Project Title: Retail Sales Analysis Database: sql_project1
This project analyzes retail sales data using SQL. It focuses on data cleaning, exploration, and advanced business insights such as customer behavior, sales performance, category trends, and operational analysis. By leveraging SQL queries, the project uncovers valuable patterns that can support marketing, operations, and revenue optimization strategies.
- Clean and validate retail sales data using SQL
- Perform exploratory analysis to understand sales, customers, and categories
- Solve real-world business problems using SQL queries
- Apply advanced SQL concepts (CTEs, window functions, ranking)

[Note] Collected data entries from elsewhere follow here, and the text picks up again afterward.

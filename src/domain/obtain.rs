//! Freshness directive for materializing builtins.

use std::fmt;

/// How a builtin's cached value is trusted when it is read.
#[derive(Debug, Clone, Copy, PartialEq, Eq, Hash, Default)]
pub enum ObtainMode {
    /// Build once, then reuse the cached value while it is non-empty.
    #[default]
    Auto,
    /// Build on every access, ignoring the cache.
    Always,
    /// Never build; return whatever is cached, possibly nothing.
    Never,
}

impl ObtainMode {
    /// Path-text marker selecting this mode, if any.
    pub fn marker(self) -> Option<char> {
        match self {
            ObtainMode::Auto => None,
            ObtainMode::Always => Some('*'),
            ObtainMode::Never => Some('!'),
        }
    }

    pub fn from_marker(marker: char) -> Option<Self> {
        match marker {
            '*' => Some(ObtainMode::Always),
            '!' => Some(ObtainMode::Never),
            _ => None,
        }
    }
}

impl fmt::Display for ObtainMode {
    fn fmt(&self, f: &mut fmt::Formatter<'_>) -> fmt::Result {
        let name = match self {
            ObtainMode::Auto => "Auto",
            ObtainMode::Always => "Always",
            ObtainMode::Never => "Never",
        };
        f.write_str(name)
    }
}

- Generate actionable insights for sales growth and operational efficiency
Data Creation: The project starts by creating a database named sql_project1.
CREATE DATABASE sql_project1;Table Creation: A table named retail_sales is created to store the sales data. The structure includes:
- Transaction details (transaction ID, sale date, sale time)
- Customer demographics (customer ID, gender, age)
- Product information (category, quantity sold, price per unit)
- Sales metrics (cost of goods sold, total sale amount)
CREATE TABLE retail_sales
(
transaction_id INT PRIMARY KEY,
sale_date DATE,
sale_time TIME,
customer_id INT,
gender VARCHAR(15),
age INT,
category VARCHAR(20),
quantity INT,
price_per_unit FLOAT,
cogs FLOAT,
total_sale FLOAT
);• Initial Checks
SELECT * FROM retail_sales
LIMIT 10;
SELECT COUNT(*) FROM retail_sales;• Ensures the dataset is accurate and consistent before analysis.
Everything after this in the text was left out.